Исследование ритма русской художественной прозы

М. М. Гиршман, Ритм художественной прозы, М., «Советский писатель», 1982, 368 с.

Изучение ритма русской художественной прозы имеет солидную и длительную традицию, восходящую к трудам А. Потебни и таких видных филологов XX века, как А. Белый и Л. Щерба, Б. Томашевский и М. Бахтин, В. Жирмунский и В. Виноградов, Г. Винокур и Л. Тимофеев. В русле этой традиции находится и рецензируемая книга.

Исследование М. Гиршмана основано на качественно представительном и количественно весомом материале в диапазоне от прозы XVIII века до произведений Горького.

Одной из важных граней теоретической концепции рассматриваемой работы является трактовка ритма как константного признака структуры текстов любого вида искусства. Ритм истолковывается М. Гиршманом с учетом достижений современной эстетики и теории литературы как «единство в многообразии». Стиховой и прозаический ритмы описаны автором в качестве двух типов художественно-речевой организации литературного произведения вообще, являющихся необходимым условием всякой содержательной художественной целостности.

Что же способствует возникновению прозаического ритма? Чем он отличен от стихового?

Чтобы понять, как отвечает на эти вопросы М. Гиршман, обратимся к его переписке с П. Антокольским, цитируемой в книге.

П. Антокольский – решительный противник интереса к ритмизации прозаической речи: по его мнению, это случайное и не имеющее серьезного значения явление. Для П. Антокольского прозаический ритм или экзотически-экспериментален, или связан только с композиционно-сюжетными факторами повествования, но в любом случае он не обусловлен чисто речевыми моментами и несоотносим с ритмом в стихе. Позиция М. Гиршмана совершенно иная и, на мой взгляд, вполне обоснованная: «Говоря о том, что ритм в прозе возможен, Вы считаете, что он может проявиться в чем угодно, но только не в словесно-ритмизированной ткани…» Да, «в прозе действительно не может быть двойной сегментации – на строки-стихи и на предложения… ритмические единицы прозы – это… единицы «обычного» синтаксического членения речи» (стр. 10 – 11).

Итак, прозаический ритм – специфическое, отличное от стихового ритма явление, изначально порождаемое факторами синтаксического членения речевого материала. Единицы этого членения, по М. Гиршману, суть: синтагма – колон – фразовый компонент – фраза. Ритмическая структура колонов создается характером зачинов (в стихе – анакруза), основы (речевого отрезка от первого до последнего ударения, что приблизительно соответствует категории «метрический ряд») и окончания (в стихе – клаузула). Роль ритмического определителя в прозе играет также количество ударений в колонах, расположение междуударных промежутков и словоразделов.

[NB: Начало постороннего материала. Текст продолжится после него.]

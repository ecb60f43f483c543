//! LLM provider trait definition

use crate::{CompletionRequest, CompletionResponse, Result};
use async_trait::async_trait;

/// Trait for LLM providers
///
/// Implementations of this trait provide access to a chat-completion
/// service. Latency and failure behavior of the remote service are opaque
/// to callers; every failure surfaces as an [`crate::LLMError`].
#[async_trait]
pub trait LLMProvider: Send + Sync {
    /// Generate a completion from the LLM
    ///
    /// # Arguments
    ///
    /// * `request` - The completion request with messages, tools, and parameters
    ///
    /// # Returns
    ///
    /// The completion response with the assistant's message and metadata
    async fn complete(&self, request: CompletionRequest) -> Result<CompletionResponse>;

    /// Get the provider name (e.g., "groq")
    fn name(&self) -> &str;
}
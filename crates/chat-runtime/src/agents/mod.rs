//! Agent implementations provided by the runtime

pub mod team;
pub mod tool;

pub use team::{TeamAgent, TeamAgentBuilder};
pub use tool::ToolAgent;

Проанализировав ритм прозы в лингвистическом аспекте, М. Гиршман ставит перед собою главную задачу, связанную с интерпретацией полученных данных, что предполагает уже «не лингвистический, а сугубо литературоведческий взгляд на ритм» (стр. 35). Именно это позволяет М. Гиршману выйти за рамки узкоречевых ритмологических аспектов и оказаться на широком теоретическом и историко-литературном просторе.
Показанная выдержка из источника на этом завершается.